• _INPUT FOR THIS TASK_:

====

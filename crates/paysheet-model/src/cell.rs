use serde::{Deserialize, Serialize};

use crate::CellValue;

/// Excel-compatible maximum rows per worksheet (1,048,576).
pub const EXCEL_MAX_ROWS: u32 = 1_048_576;

/// Excel-compatible maximum columns per worksheet (16,384).
pub const EXCEL_MAX_COLS: u32 = 16_384;

/// A single cell record.
///
/// Cells are stored sparsely: a cell with no value, no formula and the default
/// style is not kept in the worksheet map.
#[derive(Clone, Debug, PartialEq, Serialize, Deserialize, Default)]
pub struct Cell {
    /// The cell's literal value. For formula cells this is the cached value,
    /// which the generator leaves [`CellValue::Empty`] so the consuming
    /// application recalculates on open.
    #[serde(default)]
    pub value: CellValue,

    /// Formula text without the leading `=`, if the cell contains a formula.
    #[serde(default, skip_serializing_if = "Option::is_none")]
    pub formula: Option<String>,

    /// Index into the workbook style table.
    #[serde(default)]
    pub style_id: u32,
}

impl Cell {
    /// Create a new cell with the given value.
    pub fn new(value: impl Into<CellValue>) -> Self {
        Self {
            value: value.into(),
            ..Self::default()
        }
    }

    /// Create a formula cell. A leading `=` is stripped so both spellings are
    /// accepted at call sites.
    pub fn with_formula(formula: impl Into<String>) -> Self {
        let formula = formula.into();
        let formula = formula.strip_prefix('=').unwrap_or(&formula).to_string();
        Self {
            formula: Some(formula),
            ..Self::default()
        }
    }

    /// Returns true if this cell has no observable content or formatting.
    ///
    /// Such cells should not be stored in the sparse map.
    pub fn is_truly_empty(&self) -> bool {
        self.value == CellValue::Empty && self.formula.is_none() && self.style_id == 0
    }
}

#[cfg(test)]
mod tests {
    use super::*;

    #[test]
    fn formula_cells_strip_leading_equals() {
        assert_eq!(Cell::with_formula("=C4*D4").formula.as_deref(), Some("C4*D4"));
        assert_eq!(Cell::with_formula("C4*D4").formula.as_deref(), Some("C4*D4"));
    }

    #[test]
    fn empty_cells_are_detected() {
        assert!(Cell::default().is_truly_empty());
        assert!(!Cell::new(0.0).is_truly_empty());
        let styled = Cell {
            style_id: 3,
            ..Cell::default()
        };
        assert!(!styled.is_truly_empty());
    }
}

====

Write out the whole listing verbatim.

filename crates/paysheet-model/src/cell.rs
use serde::{Deserialize, Serialize};

use crate::CellValue;

/// Excel-compatible maximum rows per worksheet (1,048,576).
pub const EXCEL_MAX_ROWS: u32 = 1_048_576;

/// Excel-compatible maximum columns per worksheet (16,384).
pub const EXCEL_MAX_COLS: u32 = 16_384;

/// A single cell record.
///
/// Cells are stored sparsely: a cell with no value, no formula and the default
/// style is not kept in the worksheet map.
#[derive(Clone, Debug, PartialEq, Serialize, Deserialize, Default)]
pub struct Cell {
    /// The cell's literal value. For formula cells this is the cached value,
    /// which the generator leaves [`CellValue::Empty`] so the consuming
    /// application recalculates on open.
    #[serde(default)]
    pub value: CellValue,

    /// Formula text without the leading `=`, if the cell contains a formula.
    #[serde(default, skip_serializing_if = "Option::is_none")]
    pub formula: Option<String>,

    /// Index into the workbook style table.
    #[serde(default)]
    pub style_id: u32,
}

impl Cell {
    /// Create a new cell with the given value.
    pub fn new(value: impl Into<CellValue>) -> Self {
        Self {
            value: value.into(),
            ..Self::default()
        }
    }

    /// Create a formula cell. A leading `=` is stripped so both spellings are
    /// accepted at call sites.
    pub fn with_formula(formula: impl Into<String>) -> Self {
        let formula = formula.into();
        let formula = formula.strip_prefix('=').unwrap_or(&formula).to_string();
        Self {
            formula: Some(formula),
            ..Self::default()
        }
    }

    /// Returns true if this cell has no observable content or formatting.
    ///
    /// Such cells should not be stored in the sparse map.
    pub fn is_truly_empty(&self) -> bool {
        self.value == CellValue::Empty && self.formula.is_none() && self.style_id == 0
    }
}

#[cfg(test)]
mod tests {
    use super::*;

    #[test]
    fn formula_cells_strip_leading_equals() {
        assert_eq!(Cell::with_formula("=C4*D4").formula.as_deref(), Some("C4*D4"));
        assert_eq!(Cell::with_formula("C4*D4").formula.as_deref(), Some("C4*D4"));
    }

    #[test]
    fn empty_cells_are_detected() {
        assert!(Cell::default().is_truly_empty());
        assert!(!Cell::new(0.0).is_truly_empty());
        let styled = Cell {
            style_id: 3,
            ..Cell::default()
        };
        assert!(!styled.is_truly_empty());
    }
}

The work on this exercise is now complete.